* _WHAT TO DO_:
Go through the data from its first line and retype each line, stopping once the line containing "fn extract_jwt_from_headers(headers: &HeaderMap)" has been retyped.
**** PROVIDED DATA
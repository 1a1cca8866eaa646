pub mod auth;
pub mod config;
pub mod context;
pub mod database;
pub mod entities;
pub mod error;
pub mod filter;
pub mod handlers;
pub mod middleware;
pub mod routes;

pub use context::AppContext;
pub use routes::app;
use axum::{
    extract::{Request, State},
    http::HeaderMap,
    middleware::Next,
    response::Response,
};
use tracing::warn;

use crate::auth::{verify_token, Principal, Rol};
use crate::context::AppContext;
use crate::entities::USUARIOS;
use crate::error::ApiError;

/// Authenticate the bearer token and attach the resolved [`Principal`].
///
/// Every failure answers with the same 401 body; the cause is only logged.
pub async fn require_auth(
    State(ctx): State<AppContext>,
    mut request: Request,
    next: Next,
) -> Result<Response, ApiError> {
    let principal = match authenticate(&ctx, request.headers()).await {
        Ok(principal) => principal,
        Err(reason) => {
            warn!("Rejected request to {}: {}", request.uri().path(), reason);
            return Err(ApiError::access_denied());
        }
    };

    request.extensions_mut().insert(principal);
    Ok(next.run(request).await)
}

async fn authenticate(ctx: &AppContext, headers: &HeaderMap) -> Result<Principal, String> {
    let token = extract_jwt_from_headers(headers)?;
    let claims = verify_token(&ctx.config.security, &token).map_err(|e| e.to_string())?;

    let document = ctx
        .repository(&USUARIOS)
        .select_one(&claims.id)
        .await
        .map_err(|e| format!("Principal lookup failed: {}", e))?
        .ok_or_else(|| format!("Principal {} no longer exists", claims.id))?;

    Principal::from_document(&document).ok_or_else(|| format!("Principal {} has no valid role", claims.id))
}

/// Extract JWT token from Authorization header
fn extract_jwt_from_headers(headers: &HeaderMap) -> Result<String, String> {
    let auth_header = headers
        .get(axum::http::header::AUTHORIZATION)
        .ok_or_else(|| "Missing Authorization header".to_string())?;

    let auth_str = auth_header
        .to_str()
        .map_err(|_| "Invalid Authorization header format".to_string())?;

    if let Some(token) = auth_str.strip_prefix("Bearer ") {
        if token.trim().is_empty() {
            return Err("Empty JWT token".to_string());
        }
        Ok(token.trim().to_string())
    } else {
        Err("Authorization header must use Bearer token format".to_string())
    }
}

/// Roles a route accepts, used as state for [`require_roles`].
#[derive(Debug, Clone, Copy)]
pub struct AllowedRoles(pub &'static [Rol]);

/// Role guard. Runs after [`require_auth`]; a missing principal is treated
/// like a wrong role.
pub async fn require_roles(
    State(AllowedRoles(allowed)): State<AllowedRoles>,
    request: Request,
    next: Next,
) -> Result<Response, ApiError> {
    match request.extensions().get::<Principal>() {
        Some(principal) if principal.has_role(allowed) => Ok(next.run(request).await),
        Some(principal) => {
            warn!("Role {} not allowed on {}", principal.rol.as_str(), request.uri().path());
            Err(ApiError::access_denied())
        }
        None => {
            warn!("No principal on guarded route {}", request.uri().path());
            Err(ApiError::access_denied())
        }
    }
}
use tracing::debug;

use super::filter_order::FilterOrder;
use super::filter_where::FilterWhere;
use super::params::QueryParams;
use super::query::Query;
use super::types::{Pagination, Projection, SortKey};

pub const DEFAULT_SORT_FIELD: &str = "createdAt";
pub const DEFAULT_PAGE_SIZE: u64 = 20;

/// Internal version marker hidden from listings unless explicitly requested.
pub const VERSION_MARKER: &str = "__v";

/// Chainable refinement of a base query from request parameters.
///
/// ```ignore
/// let query = Features::new(Query::new("productos"), &params)
///     .filter()
///     .sort()
///     .paginate()
///     .limit_fields()
///     .into_query();
/// ```
///
/// Stages are independent; any order produces the same query. None of them fail:
/// malformed values fall back to defaults and unsupported operators are left for
/// the store to reject.
pub struct Features<'p> {
    query: Query,
    params: &'p QueryParams,
    default_limit: u64,
    pagination: Option<Pagination>,
}

impl<'p> Features<'p> {
    pub fn new(query: Query, params: &'p QueryParams) -> Self {
        Self { query, params, default_limit: DEFAULT_PAGE_SIZE, pagination: None }
    }

    pub fn with_default_limit(mut self, default_limit: u64) -> Self {
        self.default_limit = default_limit.max(1);
        self
    }

    pub fn filter(mut self) -> Self {
        let predicates = FilterWhere::parse(self.params);
        debug!("filter predicates: {:?}", predicates);
        self.query.predicates.extend(predicates);
        self
    }

    pub fn sort(mut self) -> Self {
        let keys = self
            .params
            .get("sort")
            .map(FilterOrder::parse)
            .filter(|keys| !keys.is_empty())
            .unwrap_or_else(|| vec![SortKey::asc(DEFAULT_SORT_FIELD)]);
        debug!("sort keys: {:?}", keys);
        self.query.sort = keys;
        self
    }

    pub fn paginate(mut self) -> Self {
        let pagination = self.pagination();
        self.query.skip = pagination.skip();
        self.query.take = Some(pagination.limit);
        self.pagination = Some(pagination);
        self
    }

    pub fn limit_fields(mut self) -> Self {
        let fields: Vec<String> = self
            .params
            .get("fields")
            .map(|raw| {
                raw.split(',')
                    .map(str::trim)
                    .filter(|f| !f.is_empty())
                    .map(str::to_string)
                    .collect()
            })
            .unwrap_or_default();

        self.query.projection = if fields.is_empty() {
            Projection::Exclude(vec![VERSION_MARKER.to_string()])
        } else {
            Projection::Include(fields)
        };
        self
    }

    /// Page window for this request, whether or not `paginate` has run.
    pub fn pagination(&self) -> Pagination {
        self.pagination.unwrap_or_else(|| Pagination {
            page: self.params.positive("page").unwrap_or(1),
            limit: self.params.positive("limit").unwrap_or(self.default_limit),
        })
    }

    pub fn into_query(self) -> Query {
        self.query
    }
}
********
* _OUTPUT OF THE EXERCISE_:
repository 1a1cca8866eaa646
pub mod auth;
pub mod config;
pub mod context;
pub mod database;
pub mod entities;
pub mod error;
pub mod filter;
pub mod handlers;
pub mod middleware;
pub mod routes;

pub use context::AppContext;
pub use routes::app;
use axum::{
    extract::{Request, State},
    http::HeaderMap,
    middleware::Next,
    response::Response,
};
use tracing::warn;

use crate::auth::{verify_token, Principal, Rol};
use crate::context::AppContext;
use crate::entities::USUARIOS;
use crate::error::ApiError;

/// Authenticate the bearer token and attach the resolved [`Principal`].
///
/// Every failure answers with the same 401 body; the cause is only logged.
pub async fn require_auth(
    State(ctx): State<AppContext>,
    mut request: Request,
    next: Next,
) -> Result<Response, ApiError> {
    let principal = match authenticate(&ctx, request.headers()).await {
        Ok(principal) => principal,
        Err(reason) => {
            warn!("Rejected request to {}: {}", request.uri().path(), reason);
            return Err(ApiError::access_denied());
        }
    };

    request.extensions_mut().insert(principal);
    Ok(next.run(request).await)
}

async fn authenticate(ctx: &AppContext, headers: &HeaderMap) -> Result<Principal, String> {
    let token = extract_jwt_from_headers(headers)?;
    let claims = verify_token(&ctx.config.security, &token).map_err(|e| e.to_string())?;

    let document = ctx
        .repository(&USUARIOS)
        .select_one(&claims.id)
        .await
        .map_err(|e| format!("Principal lookup failed: {}", e))?
        .ok_or_else(|| format!("Principal {} no longer exists", claims.id))?;

    Principal::from_document(&document).ok_or_else(|| format!("Principal {} has no valid role", claims.id))
}

/// Extract JWT token from Authorization header
fn extract_jwt_from_headers(headers: &HeaderMap) -> Result<String, String> {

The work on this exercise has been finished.